== ABOUT THIS EXERCISE ==
Using the data beneath this instruction, retype only the lines from the one that contains "is an optional" down to the one that contains "let config: AppConfig", both included, exactly as they appear.

== DATA UNDER STUDY ==
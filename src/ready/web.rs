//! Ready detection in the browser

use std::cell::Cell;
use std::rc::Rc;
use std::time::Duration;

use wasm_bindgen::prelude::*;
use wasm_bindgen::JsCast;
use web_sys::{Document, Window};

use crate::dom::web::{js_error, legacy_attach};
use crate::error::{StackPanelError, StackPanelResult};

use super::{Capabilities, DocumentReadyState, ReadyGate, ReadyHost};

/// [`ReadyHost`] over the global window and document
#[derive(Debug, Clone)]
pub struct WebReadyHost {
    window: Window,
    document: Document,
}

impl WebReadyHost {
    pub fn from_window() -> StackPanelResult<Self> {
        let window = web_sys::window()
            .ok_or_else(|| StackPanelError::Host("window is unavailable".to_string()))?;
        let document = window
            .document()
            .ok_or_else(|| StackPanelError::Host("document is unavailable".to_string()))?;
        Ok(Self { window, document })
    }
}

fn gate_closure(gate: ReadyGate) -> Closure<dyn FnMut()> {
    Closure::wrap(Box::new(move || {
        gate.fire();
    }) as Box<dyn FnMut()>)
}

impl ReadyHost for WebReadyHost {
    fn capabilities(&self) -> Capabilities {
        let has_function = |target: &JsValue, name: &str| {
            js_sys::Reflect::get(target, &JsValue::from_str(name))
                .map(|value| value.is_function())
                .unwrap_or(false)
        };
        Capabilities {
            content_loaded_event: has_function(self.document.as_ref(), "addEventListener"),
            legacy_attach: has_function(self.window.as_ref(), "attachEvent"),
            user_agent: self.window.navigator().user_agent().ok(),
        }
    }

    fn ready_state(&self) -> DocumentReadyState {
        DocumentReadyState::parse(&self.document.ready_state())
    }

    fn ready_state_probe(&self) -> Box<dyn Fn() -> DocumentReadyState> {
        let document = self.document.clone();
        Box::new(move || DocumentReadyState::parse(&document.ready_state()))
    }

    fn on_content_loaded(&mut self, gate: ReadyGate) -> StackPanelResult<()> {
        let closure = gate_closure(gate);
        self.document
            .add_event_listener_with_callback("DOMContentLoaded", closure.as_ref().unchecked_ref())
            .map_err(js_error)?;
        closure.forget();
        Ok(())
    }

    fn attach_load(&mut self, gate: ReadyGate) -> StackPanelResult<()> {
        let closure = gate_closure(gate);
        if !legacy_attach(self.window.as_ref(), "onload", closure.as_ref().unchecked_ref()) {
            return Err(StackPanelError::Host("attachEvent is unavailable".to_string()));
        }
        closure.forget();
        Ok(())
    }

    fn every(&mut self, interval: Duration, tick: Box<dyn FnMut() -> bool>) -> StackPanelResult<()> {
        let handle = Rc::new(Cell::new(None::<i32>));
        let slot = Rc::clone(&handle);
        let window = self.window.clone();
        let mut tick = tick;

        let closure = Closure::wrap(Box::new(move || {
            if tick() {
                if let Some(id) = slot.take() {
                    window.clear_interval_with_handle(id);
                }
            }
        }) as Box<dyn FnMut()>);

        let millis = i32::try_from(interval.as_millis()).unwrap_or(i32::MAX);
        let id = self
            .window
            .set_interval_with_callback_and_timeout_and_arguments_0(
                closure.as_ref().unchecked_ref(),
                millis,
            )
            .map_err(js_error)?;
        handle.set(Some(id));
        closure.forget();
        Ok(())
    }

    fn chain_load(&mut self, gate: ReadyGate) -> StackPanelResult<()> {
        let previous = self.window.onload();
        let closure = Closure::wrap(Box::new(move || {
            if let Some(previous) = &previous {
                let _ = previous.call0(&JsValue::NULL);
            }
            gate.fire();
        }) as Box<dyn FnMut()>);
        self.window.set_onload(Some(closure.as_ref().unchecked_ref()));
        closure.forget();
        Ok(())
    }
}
==
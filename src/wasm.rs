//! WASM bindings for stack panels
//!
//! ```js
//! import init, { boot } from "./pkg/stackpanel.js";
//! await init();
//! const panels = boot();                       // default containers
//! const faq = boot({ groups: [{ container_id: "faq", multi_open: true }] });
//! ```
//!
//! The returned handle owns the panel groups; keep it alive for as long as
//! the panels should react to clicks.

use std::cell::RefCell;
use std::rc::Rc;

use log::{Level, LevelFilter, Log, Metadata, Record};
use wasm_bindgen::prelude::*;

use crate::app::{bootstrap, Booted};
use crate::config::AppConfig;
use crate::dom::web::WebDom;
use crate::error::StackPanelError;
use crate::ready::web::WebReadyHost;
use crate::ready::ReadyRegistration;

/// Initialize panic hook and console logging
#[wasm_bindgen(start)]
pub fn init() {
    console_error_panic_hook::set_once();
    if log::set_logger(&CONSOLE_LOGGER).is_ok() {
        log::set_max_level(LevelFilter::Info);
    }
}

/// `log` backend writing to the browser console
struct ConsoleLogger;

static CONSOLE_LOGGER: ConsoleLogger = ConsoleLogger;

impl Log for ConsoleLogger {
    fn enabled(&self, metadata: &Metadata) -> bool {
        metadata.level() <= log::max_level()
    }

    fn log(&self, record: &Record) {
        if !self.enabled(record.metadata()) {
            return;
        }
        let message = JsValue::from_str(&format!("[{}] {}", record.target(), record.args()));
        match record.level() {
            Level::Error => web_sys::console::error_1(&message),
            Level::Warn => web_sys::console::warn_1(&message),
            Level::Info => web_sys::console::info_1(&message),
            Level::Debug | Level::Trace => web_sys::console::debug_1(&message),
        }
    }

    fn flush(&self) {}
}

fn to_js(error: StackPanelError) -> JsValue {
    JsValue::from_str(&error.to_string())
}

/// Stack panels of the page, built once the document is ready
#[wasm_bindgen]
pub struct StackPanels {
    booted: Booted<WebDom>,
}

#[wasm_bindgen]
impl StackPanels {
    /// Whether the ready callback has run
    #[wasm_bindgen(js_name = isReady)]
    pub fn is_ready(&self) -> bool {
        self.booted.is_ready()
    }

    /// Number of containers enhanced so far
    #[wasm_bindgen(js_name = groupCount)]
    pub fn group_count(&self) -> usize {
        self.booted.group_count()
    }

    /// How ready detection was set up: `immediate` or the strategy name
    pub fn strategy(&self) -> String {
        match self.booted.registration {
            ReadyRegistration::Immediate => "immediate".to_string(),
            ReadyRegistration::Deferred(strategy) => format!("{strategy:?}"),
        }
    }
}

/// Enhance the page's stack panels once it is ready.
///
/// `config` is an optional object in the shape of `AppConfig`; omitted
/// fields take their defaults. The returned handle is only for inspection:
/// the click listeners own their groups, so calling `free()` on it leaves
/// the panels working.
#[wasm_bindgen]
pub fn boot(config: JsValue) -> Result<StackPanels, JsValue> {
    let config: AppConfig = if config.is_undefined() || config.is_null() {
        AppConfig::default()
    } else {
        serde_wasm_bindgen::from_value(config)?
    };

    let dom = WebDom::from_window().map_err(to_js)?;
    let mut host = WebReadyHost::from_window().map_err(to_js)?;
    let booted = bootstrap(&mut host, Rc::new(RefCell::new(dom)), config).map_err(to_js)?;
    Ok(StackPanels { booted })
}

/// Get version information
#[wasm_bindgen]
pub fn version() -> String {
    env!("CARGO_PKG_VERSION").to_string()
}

== EXPECTED ANSWER ==
/// `config` is an optional object in the shape of `AppConfig`; omitted
/// fields take their defaults. The returned handle is only for inspection:
/// the click listeners own their groups, so calling `free()` on it leaves
/// the panels working.
#[wasm_bindgen]
pub fn boot(config: JsValue) -> Result<StackPanels, JsValue> {
    let config: AppConfig = if config.is_undefined() || config.is_null() {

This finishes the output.